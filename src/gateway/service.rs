//! Forwarding client for the gateway.

use bytes::Bytes;
use http_body_util::{combinators::BoxBody, BodyExt};
use hyper::body::Incoming;
use hyper::{Request, Response};
use hyper_util::client::legacy::Client;
use hyper_util::rt::TokioExecutor;
use std::time::Duration;
use tracing::debug;

use super::Backend;

/// Service for forwarding HTTP requests to backends
#[derive(Clone)]
pub struct Forwarder {
    client: Client<hyper_util::client::legacy::connect::HttpConnector, Incoming>,
}

impl Forwarder {
    pub fn new() -> Self {
        let mut connector = hyper_util::client::legacy::connect::HttpConnector::new();
        connector.set_connect_timeout(Some(Duration::from_secs(10)));
        connector.set_nodelay(true);

        let client = Client::builder(TokioExecutor::new())
            .pool_idle_timeout(Duration::from_secs(30))
            .pool_max_idle_per_host(10)
            .build(connector);

        Self { client }
    }

    /// Forward a request to the backend, substituting the rewritten path and
    /// preserving the query string
    pub async fn forward(
        &self,
        mut req: Request<Incoming>,
        backend: &Backend,
        path: &str,
    ) -> anyhow::Result<Response<BoxBody<Bytes, hyper::Error>>> {
        let backend_uri = match req.uri().query() {
            Some(query) => format!("http://{}{}?{}", backend.authority, path, query),
            None => format!("http://{}{}", backend.authority, path),
        };

        debug!(backend_uri = %backend_uri, "Forwarding to backend");

        *req.uri_mut() = backend_uri.parse()?;

        let headers = req.headers_mut();
        headers.insert(
            "X-Forwarded-Proto",
            hyper::header::HeaderValue::from_static("http"),
        );
        if let Some(host) = headers.get(hyper::header::HOST).cloned() {
            headers.insert("X-Forwarded-Host", host);
        }
        headers.insert(
            hyper::header::HOST,
            hyper::header::HeaderValue::from_str(&backend.authority)?,
        );

        let response = self.client.request(req).await?;

        let (parts, body) = response.into_parts();
        Ok(Response::from_parts(parts, body.boxed()))
    }
}

impl Default for Forwarder {
    fn default() -> Self {
        Self::new()
    }
}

--- --- ---

Write the entries out a second time. Match them exactly.

filename src/gateway/service.rs
//! Forwarding client for the gateway.

use bytes::Bytes;
use http_body_util::{combinators::BoxBody, BodyExt};
use hyper::body::Incoming;
use hyper::{Request, Response};
use hyper_util::client::legacy::Client;
use hyper_util::rt::TokioExecutor;
use std::time::Duration;
use tracing::debug;

use super::Backend;

/// Service for forwarding HTTP requests to backends
#[derive(Clone)]
pub struct Forwarder {
    client: Client<hyper_util::client::legacy::connect::HttpConnector, Incoming>,
}

impl Forwarder {
    pub fn new() -> Self {
        let mut connector = hyper_util::client::legacy::connect::HttpConnector::new();
        connector.set_connect_timeout(Some(Duration::from_secs(10)));
        connector.set_nodelay(true);

        let client = Client::builder(TokioExecutor::new())
            .pool_idle_timeout(Duration::from_secs(30))
            .pool_max_idle_per_host(10)
            .build(connector);

        Self { client }
    }

    /// Forward a request to the backend, substituting the rewritten path and
    /// preserving the query string
    pub async fn forward(
        &self,
        mut req: Request<Incoming>,
        backend: &Backend,
        path: &str,
    ) -> anyhow::Result<Response<BoxBody<Bytes, hyper::Error>>> {
        let backend_uri = match req.uri().query() {
            Some(query) => format!("http://{}{}?{}", backend.authority, path, query),
            None => format!("http://{}{}", backend.authority, path),
        };

        debug!(backend_uri = %backend_uri, "Forwarding to backend");

        *req.uri_mut() = backend_uri.parse()?;

        let headers = req.headers_mut();
        headers.insert(
            "X-Forwarded-Proto",
            hyper::header::HeaderValue::from_static("http"),
        );
        if let Some(host) = headers.get(hyper::header::HOST).cloned() {
            headers.insert("X-Forwarded-Host", host);
        }
        headers.insert(
            hyper::header::HOST,
            hyper::header::HeaderValue::from_str(&backend.authority)?,
        );

        let response = self.client.request(req).await?;

        let (parts, body) = response.into_parts();
        Ok(Response::from_parts(parts, body.boxed()))
    }
}

impl Default for Forwarder {
    fn default() -> Self {
        Self::new()
    }
}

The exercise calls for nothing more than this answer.